En diciembre de 2017, Cs con Inés Arrimadas de candidata supo concitar esa esperanza. Lo prueba que ganó las elecciones, si bien el bloque separatista volvió a sumar en medio de un clima muy tensionado por el encarcelamiento de la mayoría de los líderes del procés y la huida de Puigdemont a Bélgica, que rápidamente se convirtió en el héroe gamberro del separatismo gracias a la negativa de la justicia de ese país a conceder a España su extradición. El éxito del partido naranja fue flor de un día y pronto entró en vía muerta. Albert Rivera lo condujo con mucho empeño hacia al desastre electoral en las generales, y Arrimadas intenta ahora devolverlo a una senda reconocible como fuerza pragmática de centro liberal. Pero en Cataluña es demasiado tarde para que Cs recupere la posición privilegiada que ocupó al final del procés. Lorena Roldán y otros dirigentes del partido asumen como inevitable una estrepitosa caída que dejará en poca cosa esos fabulosos 36 diputados que obtuvieron en diciembre de 2017. A su derecha, al PP catalán no le pudo ir peor hace dos años por culpa de la inoperancia de Mariano Rajoy, y Alejandro Fernández cuenta ahora con doblar esos pobres resultados gracias al acierto de sus intervenciones parlamentarias. Aun así tendrá que batallar duro ante la aparición de Vox como se ha visto en Euskadi, donde un frente constitucionalista de derechas con un cabeza de lista “duro” como Carlos Iturgaiz no ha podido evitar el estreno de la extrema derecha en el parlamento de Vitoria.

Por tanto, es al PSC de Miquel Iceta a quien corresponde esta vez jugar el papel de alternativa. En 2017 fracasó porque la polarización era enorme y una parte de su potencial electorado no le daba credibilidad como fuerza de oposición al separatismo. Se presentó con un discurso de superación de los bloques cuando estábamos todavía en la Cataluña del blanco o negro, incorporó a los nacionalistas moderados de Units per Avançar y metió la pata la última semana de la campaña propugnando el indulto para unos presos que todavía no habían sido ni enjuiciados ni condenados. Pero las cosas desde entonces han cambiado mucho, sobre todo en la política española con un Gobierno de izquierdas encabezado por Pedro Sánchez y las terribles consecuencias que a todos los niveles nos deja la pandemia, que tendremos que sobrellevar como podamos hasta la ansiada vacuna. En Cataluña, incluso entre no pocos independentistas, hay agotamiento y es difícil negar que hemos perdido una década con el dichoso procés, que solo nos ha dejado división social y decadencia económica.

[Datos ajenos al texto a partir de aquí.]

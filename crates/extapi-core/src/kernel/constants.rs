/// Application name
pub const APP_NAME: &str = "extapi";

/// Application version
pub const APP_VERSION: &str = env!("CARGO_PKG_VERSION");

/// Core API version handed to `extended_resources`
pub const API_VERSION: &str = "1.0";

/// Separator between directories of an extensions path
pub const EXTENSIONS_PATH_SEPARATOR: char = ':';

/// Default bound for extension discovery at startup
pub const DEFAULT_EXTENSION_LOAD_TIMEOUT_SECS: u64 = 30;

/// Collection name of the built-in resource listing loaded extensions
pub const EXTENSIONS_COLLECTION: &str = "extensions";

/// Service name used when resources are built for the core plugin
pub const CORE: &str = "CORE";

/// Service name of the VNF manager plugin
pub const VNFM: &str = "VNFM";

/// Service name of the NFV orchestrator plugin
pub const NFVO: &str = "NFVO";

/// URL prefixes of each known service's resources
pub const COMMON_PREFIXES: &[(&str, &str)] = &[(CORE, ""), (VNFM, ""), (NFVO, "")];

/// Driver namespace of the NFVO VIM drivers
pub const VIM_DRIVER_NAMESPACE: &str = "extapi.nfvo.vim.drivers";

/// Look up the URL prefix registered for a service
pub fn common_prefix(service: &str) -> Option<&'static str> {
    COMMON_PREFIXES
        .iter()
        .find(|(name, _)| *name == service)
        .map(|(_, prefix)| *prefix)
}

El PSC tiene ahora la oportunidad de liderar ese cambio con un programa potente y mensajes claros, pero Iceta como candidato a la Generalitat tiene que arriesgarse más, aprovechando todo el tiempo cada oportunidad. El exceso de  prudencia y corrección lo invisibiliza. El mayor riesgo para los constitucionalistas (autonomistas o federalistas)  es que las próximas elecciones se reduzcan a un pulso entre Junqueras y Puigdemont por la hegemonía del espacio soberanista, a una disputa de familia por el poder. Si esa dinámica se impusiera sería terrible en términos de desmovilización, pues podría dar al independentismo una mayoría más crecida por incomparecencia del adversario. Sobre el líder de los socialistas descansa la responsabilidad de pegar una patada al tablero, o cuantas hagan falta, que nos libre del mal Govern y ponga fin al procés, cierre el surrealista epílogo actual que representa Torra y evite la prórroga con la que nos amenazan tanto Puigdemont como Junqueras para mantener encendida la llama secesionista.